* [What this task involves]
Below are entries; print them exactly from the first line through the one containing "but the slot".

Saved entries

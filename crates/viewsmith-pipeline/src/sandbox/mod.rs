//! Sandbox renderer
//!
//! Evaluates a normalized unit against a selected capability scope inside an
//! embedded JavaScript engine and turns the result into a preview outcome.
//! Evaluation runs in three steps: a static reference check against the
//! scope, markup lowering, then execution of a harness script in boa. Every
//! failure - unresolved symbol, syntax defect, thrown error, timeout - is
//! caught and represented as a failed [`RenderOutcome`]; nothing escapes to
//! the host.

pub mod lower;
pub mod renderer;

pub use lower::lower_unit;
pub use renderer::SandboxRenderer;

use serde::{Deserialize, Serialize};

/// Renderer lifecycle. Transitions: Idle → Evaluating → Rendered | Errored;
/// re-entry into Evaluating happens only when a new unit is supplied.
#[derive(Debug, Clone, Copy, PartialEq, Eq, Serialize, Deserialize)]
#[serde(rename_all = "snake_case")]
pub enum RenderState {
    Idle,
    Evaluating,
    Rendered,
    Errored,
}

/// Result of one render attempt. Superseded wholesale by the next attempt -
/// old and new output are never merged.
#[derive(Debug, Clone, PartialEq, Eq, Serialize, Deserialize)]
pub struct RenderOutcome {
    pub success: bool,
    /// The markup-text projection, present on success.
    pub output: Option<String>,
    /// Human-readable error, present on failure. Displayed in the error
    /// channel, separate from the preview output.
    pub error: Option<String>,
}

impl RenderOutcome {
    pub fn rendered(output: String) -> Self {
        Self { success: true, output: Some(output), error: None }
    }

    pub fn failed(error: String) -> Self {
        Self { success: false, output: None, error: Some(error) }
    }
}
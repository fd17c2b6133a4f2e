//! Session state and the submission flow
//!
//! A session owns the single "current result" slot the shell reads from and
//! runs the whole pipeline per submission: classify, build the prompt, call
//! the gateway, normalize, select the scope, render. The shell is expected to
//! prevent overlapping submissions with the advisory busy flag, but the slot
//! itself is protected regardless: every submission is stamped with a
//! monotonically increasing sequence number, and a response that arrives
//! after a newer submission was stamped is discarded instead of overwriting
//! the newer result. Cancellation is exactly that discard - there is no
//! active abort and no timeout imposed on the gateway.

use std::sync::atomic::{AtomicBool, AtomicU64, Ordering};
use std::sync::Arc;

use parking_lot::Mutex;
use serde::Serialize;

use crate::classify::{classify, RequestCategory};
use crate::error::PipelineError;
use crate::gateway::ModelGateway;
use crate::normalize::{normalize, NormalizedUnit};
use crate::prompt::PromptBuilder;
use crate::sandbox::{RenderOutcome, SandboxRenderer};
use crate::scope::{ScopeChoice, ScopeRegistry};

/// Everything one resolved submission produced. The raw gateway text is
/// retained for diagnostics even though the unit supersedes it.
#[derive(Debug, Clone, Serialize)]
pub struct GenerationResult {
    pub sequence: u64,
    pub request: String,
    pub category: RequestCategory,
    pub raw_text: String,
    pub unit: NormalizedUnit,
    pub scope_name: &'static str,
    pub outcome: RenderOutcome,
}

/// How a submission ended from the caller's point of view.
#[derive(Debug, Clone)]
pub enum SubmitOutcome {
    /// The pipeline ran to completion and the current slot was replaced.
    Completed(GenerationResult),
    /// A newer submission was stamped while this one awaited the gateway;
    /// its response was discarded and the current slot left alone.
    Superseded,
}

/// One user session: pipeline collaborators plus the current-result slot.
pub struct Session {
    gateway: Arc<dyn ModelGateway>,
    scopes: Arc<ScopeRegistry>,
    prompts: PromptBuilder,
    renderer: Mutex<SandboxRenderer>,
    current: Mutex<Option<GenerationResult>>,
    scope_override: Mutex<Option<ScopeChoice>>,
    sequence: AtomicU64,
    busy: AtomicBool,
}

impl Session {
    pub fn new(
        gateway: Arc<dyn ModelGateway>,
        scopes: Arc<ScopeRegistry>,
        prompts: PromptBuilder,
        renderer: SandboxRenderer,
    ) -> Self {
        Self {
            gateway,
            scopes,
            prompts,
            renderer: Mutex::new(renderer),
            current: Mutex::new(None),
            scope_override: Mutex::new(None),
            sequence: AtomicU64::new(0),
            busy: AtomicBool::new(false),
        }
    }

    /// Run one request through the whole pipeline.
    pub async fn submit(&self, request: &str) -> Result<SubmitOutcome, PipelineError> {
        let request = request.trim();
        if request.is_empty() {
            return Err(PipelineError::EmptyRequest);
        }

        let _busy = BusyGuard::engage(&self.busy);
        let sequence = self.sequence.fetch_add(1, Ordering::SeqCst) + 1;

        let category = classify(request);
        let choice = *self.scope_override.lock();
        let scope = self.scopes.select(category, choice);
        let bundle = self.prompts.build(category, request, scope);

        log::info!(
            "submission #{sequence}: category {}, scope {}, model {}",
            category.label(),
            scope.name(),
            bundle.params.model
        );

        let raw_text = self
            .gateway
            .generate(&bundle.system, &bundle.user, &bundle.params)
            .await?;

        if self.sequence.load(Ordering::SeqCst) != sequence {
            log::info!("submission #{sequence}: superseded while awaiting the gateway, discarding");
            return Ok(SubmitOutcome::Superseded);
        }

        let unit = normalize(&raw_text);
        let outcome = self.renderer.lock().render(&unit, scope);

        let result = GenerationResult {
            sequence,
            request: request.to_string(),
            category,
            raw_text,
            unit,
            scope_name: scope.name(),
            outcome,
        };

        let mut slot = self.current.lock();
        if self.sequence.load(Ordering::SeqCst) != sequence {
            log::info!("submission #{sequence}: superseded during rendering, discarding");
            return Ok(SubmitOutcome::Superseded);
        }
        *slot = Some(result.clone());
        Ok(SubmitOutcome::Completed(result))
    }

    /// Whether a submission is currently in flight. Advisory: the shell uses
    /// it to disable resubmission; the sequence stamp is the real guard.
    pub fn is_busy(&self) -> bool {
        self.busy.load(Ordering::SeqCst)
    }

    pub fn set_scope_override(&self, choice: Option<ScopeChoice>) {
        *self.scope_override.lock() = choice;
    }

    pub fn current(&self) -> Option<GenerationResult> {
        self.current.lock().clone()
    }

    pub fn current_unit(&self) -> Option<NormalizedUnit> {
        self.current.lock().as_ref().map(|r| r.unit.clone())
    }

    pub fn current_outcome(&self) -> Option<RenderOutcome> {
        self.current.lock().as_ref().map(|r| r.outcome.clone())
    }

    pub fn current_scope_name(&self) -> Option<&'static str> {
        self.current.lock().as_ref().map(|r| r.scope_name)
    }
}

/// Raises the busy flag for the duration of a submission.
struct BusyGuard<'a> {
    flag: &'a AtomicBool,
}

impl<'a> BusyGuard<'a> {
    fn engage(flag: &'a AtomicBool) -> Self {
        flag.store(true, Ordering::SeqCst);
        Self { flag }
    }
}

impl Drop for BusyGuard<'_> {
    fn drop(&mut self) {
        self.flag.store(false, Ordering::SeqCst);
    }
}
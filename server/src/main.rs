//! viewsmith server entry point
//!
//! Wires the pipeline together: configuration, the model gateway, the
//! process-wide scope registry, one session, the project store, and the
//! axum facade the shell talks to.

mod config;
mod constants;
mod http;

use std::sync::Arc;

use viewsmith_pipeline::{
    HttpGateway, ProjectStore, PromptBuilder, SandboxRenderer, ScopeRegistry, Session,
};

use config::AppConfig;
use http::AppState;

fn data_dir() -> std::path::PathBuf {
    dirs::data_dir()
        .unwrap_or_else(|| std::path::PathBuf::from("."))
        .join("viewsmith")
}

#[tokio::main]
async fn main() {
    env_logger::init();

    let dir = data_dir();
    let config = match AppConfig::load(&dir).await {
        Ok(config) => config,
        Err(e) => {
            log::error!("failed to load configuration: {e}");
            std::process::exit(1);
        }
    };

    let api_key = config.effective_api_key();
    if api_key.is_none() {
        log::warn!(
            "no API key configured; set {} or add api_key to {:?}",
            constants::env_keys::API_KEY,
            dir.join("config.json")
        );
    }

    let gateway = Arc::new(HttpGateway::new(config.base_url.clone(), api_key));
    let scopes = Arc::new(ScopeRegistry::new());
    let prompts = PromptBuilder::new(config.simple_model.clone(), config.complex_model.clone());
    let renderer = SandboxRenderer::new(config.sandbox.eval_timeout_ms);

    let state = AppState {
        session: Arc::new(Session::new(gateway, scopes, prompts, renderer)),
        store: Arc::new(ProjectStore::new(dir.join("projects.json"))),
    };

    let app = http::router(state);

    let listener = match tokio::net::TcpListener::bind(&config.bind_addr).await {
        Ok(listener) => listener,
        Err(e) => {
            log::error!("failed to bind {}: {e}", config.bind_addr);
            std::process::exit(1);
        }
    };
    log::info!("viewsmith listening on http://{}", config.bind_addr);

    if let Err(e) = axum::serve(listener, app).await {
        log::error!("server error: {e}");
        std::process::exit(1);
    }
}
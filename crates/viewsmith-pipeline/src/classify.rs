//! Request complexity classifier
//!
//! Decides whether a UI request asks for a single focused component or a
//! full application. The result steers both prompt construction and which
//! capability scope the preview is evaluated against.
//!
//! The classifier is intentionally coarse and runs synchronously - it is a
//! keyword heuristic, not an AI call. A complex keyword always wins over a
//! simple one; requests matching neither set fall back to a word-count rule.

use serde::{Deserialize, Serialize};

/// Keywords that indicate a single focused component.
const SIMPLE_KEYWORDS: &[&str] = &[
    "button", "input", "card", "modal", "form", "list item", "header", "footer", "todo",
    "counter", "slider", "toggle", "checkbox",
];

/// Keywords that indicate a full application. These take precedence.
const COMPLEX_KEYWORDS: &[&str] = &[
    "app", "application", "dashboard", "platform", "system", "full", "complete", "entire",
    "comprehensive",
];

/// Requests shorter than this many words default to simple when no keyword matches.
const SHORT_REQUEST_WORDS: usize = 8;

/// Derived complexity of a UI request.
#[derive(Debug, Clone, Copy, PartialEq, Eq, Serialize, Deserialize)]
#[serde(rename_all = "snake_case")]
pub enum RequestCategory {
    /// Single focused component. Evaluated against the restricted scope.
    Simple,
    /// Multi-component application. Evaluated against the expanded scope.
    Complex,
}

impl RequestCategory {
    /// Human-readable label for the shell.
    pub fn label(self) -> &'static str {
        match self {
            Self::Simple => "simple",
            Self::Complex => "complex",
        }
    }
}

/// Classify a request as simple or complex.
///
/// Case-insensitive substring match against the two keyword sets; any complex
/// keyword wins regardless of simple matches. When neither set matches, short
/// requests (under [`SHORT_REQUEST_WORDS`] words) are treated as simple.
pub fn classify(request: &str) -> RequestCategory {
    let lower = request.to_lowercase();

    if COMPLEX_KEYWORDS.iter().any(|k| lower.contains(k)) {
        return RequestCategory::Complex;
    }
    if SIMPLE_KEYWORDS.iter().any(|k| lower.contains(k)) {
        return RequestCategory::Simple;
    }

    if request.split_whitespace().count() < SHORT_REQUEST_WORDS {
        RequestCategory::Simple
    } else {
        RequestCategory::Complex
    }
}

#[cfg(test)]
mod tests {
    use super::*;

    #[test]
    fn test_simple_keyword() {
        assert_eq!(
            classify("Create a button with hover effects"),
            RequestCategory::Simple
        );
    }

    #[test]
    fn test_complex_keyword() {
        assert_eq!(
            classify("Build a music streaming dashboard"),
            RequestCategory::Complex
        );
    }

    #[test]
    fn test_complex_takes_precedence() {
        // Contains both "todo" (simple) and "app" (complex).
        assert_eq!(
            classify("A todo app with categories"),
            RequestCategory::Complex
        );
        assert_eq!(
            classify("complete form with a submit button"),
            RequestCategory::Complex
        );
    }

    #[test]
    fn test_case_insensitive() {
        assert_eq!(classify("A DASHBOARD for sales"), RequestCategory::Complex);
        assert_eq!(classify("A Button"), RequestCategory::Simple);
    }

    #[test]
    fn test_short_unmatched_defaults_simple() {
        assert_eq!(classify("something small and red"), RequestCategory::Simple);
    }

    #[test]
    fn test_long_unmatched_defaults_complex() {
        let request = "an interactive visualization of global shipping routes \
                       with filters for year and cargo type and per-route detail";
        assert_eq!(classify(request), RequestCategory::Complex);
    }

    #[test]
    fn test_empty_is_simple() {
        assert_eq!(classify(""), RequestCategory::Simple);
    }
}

* [Exercise response]
filename crates/viewsmith-pipeline/src/sandbox/mod.rs
//! Sandbox renderer
//!
//! Evaluates a normalized unit against a selected capability scope inside an
//! embedded JavaScript engine and turns the result into a preview outcome.
//! Evaluation runs in three steps: a static reference check against the
//! scope, markup lowering, then execution of a harness script in boa. Every
//! failure - unresolved symbol, syntax defect, thrown error, timeout - is
//! caught and represented as a failed [`RenderOutcome`]; nothing escapes to
//! the host.

pub mod lower;
pub mod renderer;

pub use lower::lower_unit;
pub use renderer::SandboxRenderer;

use serde::{Deserialize, Serialize};

/// Renderer lifecycle. Transitions: Idle → Evaluating → Rendered | Errored;
/// re-entry into Evaluating happens only when a new unit is supplied.
#[derive(Debug, Clone, Copy, PartialEq, Eq, Serialize, Deserialize)]
#[serde(rename_all = "snake_case")]
pub enum RenderState {
    Idle,
    Evaluating,
    Rendered,
    Errored,
}

/// Result of one render attempt. Superseded wholesale by the next attempt -
/// old and new output are never merged.
#[derive(Debug, Clone, PartialEq, Eq, Serialize, Deserialize)]
pub struct RenderOutcome {
    pub success: bool,
    /// The markup-text projection, present on success.
    pub output: Option<String>,
    /// Human-readable error, present on failure. Displayed in the error
    /// channel, separate from the preview output.
    pub error: Option<String>,
}

impl RenderOutcome {
    pub fn rendered(output: String) -> Self {
        Self { success: true, output: Some(output), error: None }
    }

    pub fn failed(error: String) -> Self {
        Self { success: false, output: None, error: Some(error) }
    }
}
repository fd17c2b6133a4f2e
//! Session state and the submission flow
//!
//! A session owns the single "current result" slot the shell reads from and
//! runs the whole pipeline per submission: classify, build the prompt, call
//! the gateway, normalize, select the scope, render. The shell is expected to
//! prevent overlapping submissions with the advisory busy flag, but the slot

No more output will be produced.